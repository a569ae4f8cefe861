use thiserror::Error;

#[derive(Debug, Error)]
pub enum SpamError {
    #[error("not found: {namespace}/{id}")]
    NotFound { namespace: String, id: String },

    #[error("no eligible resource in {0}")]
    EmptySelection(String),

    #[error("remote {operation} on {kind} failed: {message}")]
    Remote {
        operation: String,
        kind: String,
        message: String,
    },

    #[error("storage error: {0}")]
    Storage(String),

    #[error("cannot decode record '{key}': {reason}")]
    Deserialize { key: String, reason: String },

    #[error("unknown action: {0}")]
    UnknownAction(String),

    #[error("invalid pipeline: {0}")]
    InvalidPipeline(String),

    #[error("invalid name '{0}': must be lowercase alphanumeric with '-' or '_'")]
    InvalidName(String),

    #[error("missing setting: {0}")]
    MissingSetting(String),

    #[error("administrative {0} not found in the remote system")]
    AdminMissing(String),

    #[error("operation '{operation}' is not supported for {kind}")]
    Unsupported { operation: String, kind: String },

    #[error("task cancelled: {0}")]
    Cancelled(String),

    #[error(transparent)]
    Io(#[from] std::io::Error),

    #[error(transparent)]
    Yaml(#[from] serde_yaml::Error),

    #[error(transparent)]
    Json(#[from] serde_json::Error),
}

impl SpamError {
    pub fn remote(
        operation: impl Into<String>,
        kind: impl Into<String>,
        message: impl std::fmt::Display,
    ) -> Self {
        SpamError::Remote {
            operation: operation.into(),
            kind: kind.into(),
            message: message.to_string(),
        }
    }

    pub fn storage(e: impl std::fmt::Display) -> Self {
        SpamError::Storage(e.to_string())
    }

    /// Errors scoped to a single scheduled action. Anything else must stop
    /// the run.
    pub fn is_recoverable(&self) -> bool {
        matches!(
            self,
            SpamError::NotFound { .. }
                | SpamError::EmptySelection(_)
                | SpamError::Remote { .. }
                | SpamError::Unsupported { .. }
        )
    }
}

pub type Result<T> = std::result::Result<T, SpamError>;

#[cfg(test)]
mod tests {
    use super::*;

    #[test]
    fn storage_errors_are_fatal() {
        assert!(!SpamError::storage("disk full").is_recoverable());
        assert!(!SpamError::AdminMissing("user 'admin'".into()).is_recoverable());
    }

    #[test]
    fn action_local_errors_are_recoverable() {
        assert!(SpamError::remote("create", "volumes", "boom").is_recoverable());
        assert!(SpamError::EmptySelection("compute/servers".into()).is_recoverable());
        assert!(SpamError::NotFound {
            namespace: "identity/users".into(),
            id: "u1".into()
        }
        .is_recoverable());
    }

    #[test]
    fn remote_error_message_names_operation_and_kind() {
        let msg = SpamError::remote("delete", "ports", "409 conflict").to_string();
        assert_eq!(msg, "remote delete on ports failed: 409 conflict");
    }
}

**Exercise aim**
In your reply, write out all of the material exactly as it was given.

**Task result**
repository a569ae4f8cefe861
use thiserror::Error;

#[derive(Debug, Error)]
pub enum SpamError {
    #[error("not found: {namespace}/{id}")]
    NotFound { namespace: String, id: String },

    #[error("no eligible resource in {0}")]
    EmptySelection(String),

    #[error("remote {operation} on {kind} failed: {message}")]
    Remote {
        operation: String,
        kind: String,
        message: String,
    },

    #[error("storage error: {0}")]
    Storage(String),

    #[error("cannot decode record '{key}': {reason}")]
    Deserialize { key: String, reason: String },

    #[error("unknown action: {0}")]
    UnknownAction(String),

    #[error("invalid pipeline: {0}")]
    InvalidPipeline(String),

    #[error("invalid name '{0}': must be lowercase alphanumeric with '-' or '_'")]
    InvalidName(String),

    #[error("missing setting: {0}")]
    MissingSetting(String),

    #[error("administrative {0} not found in the remote system")]
    AdminMissing(String),

    #[error("operation '{operation}' is not supported for {kind}")]
    Unsupported { operation: String, kind: String },

    #[error("task cancelled: {0}")]
    Cancelled(String),

    #[error(transparent)]
    Io(#[from] std::io::Error),

    #[error(transparent)]
    Yaml(#[from] serde_yaml::Error),

    #[error(transparent)]
    Json(#[from] serde_json::Error),
}

impl SpamError {
    pub fn remote(
        operation: impl Into<String>,
        kind: impl Into<String>,
        message: impl std::fmt::Display,
    ) -> Self {
        SpamError::Remote {
            operation: operation.into(),
            kind: kind.into(),
            message: message.to_string(),
        }
    }

    pub fn storage(e: impl std::fmt::Display) -> Self {
        SpamError::Storage(e.to_string())
    }

    /// Errors scoped to a single scheduled action. Anything else must stop
    /// the run.
    pub fn is_recoverable(&self) -> bool {
        matches!(
            self,
            SpamError::NotFound { .. }
                | SpamError::EmptySelection(_)
                | SpamError::Remote { .. }
                | SpamError::Unsupported { .. }
        )
    }
}

pub type Result<T> = std::result::Result<T, SpamError>;

#[cfg(test)]
mod tests {
    use super::*;

    #[test]
    fn storage_errors_are_fatal() {
        assert!(!SpamError::storage("disk full").is_recoverable());
        assert!(!SpamError::AdminMissing("user 'admin'".into()).is_recoverable());
    }

    #[test]
    fn action_local_errors_are_recoverable() {
        assert!(SpamError::remote("create", "volumes", "boom").is_recoverable());
        assert!(SpamError::EmptySelection("compute/servers".into()).is_recoverable());
        assert!(SpamError::NotFound {
            namespace: "identity/users".into(),
            id: "u1".into()
        }
        .is_recoverable());
    }

    #[test]
    fn remote_error_message_names_operation_and_kind() {
        let msg = SpamError::remote("delete", "ports", "409 conflict").to_string();
        assert_eq!(msg, "remote delete on ports failed: 409 conflict");
    }
}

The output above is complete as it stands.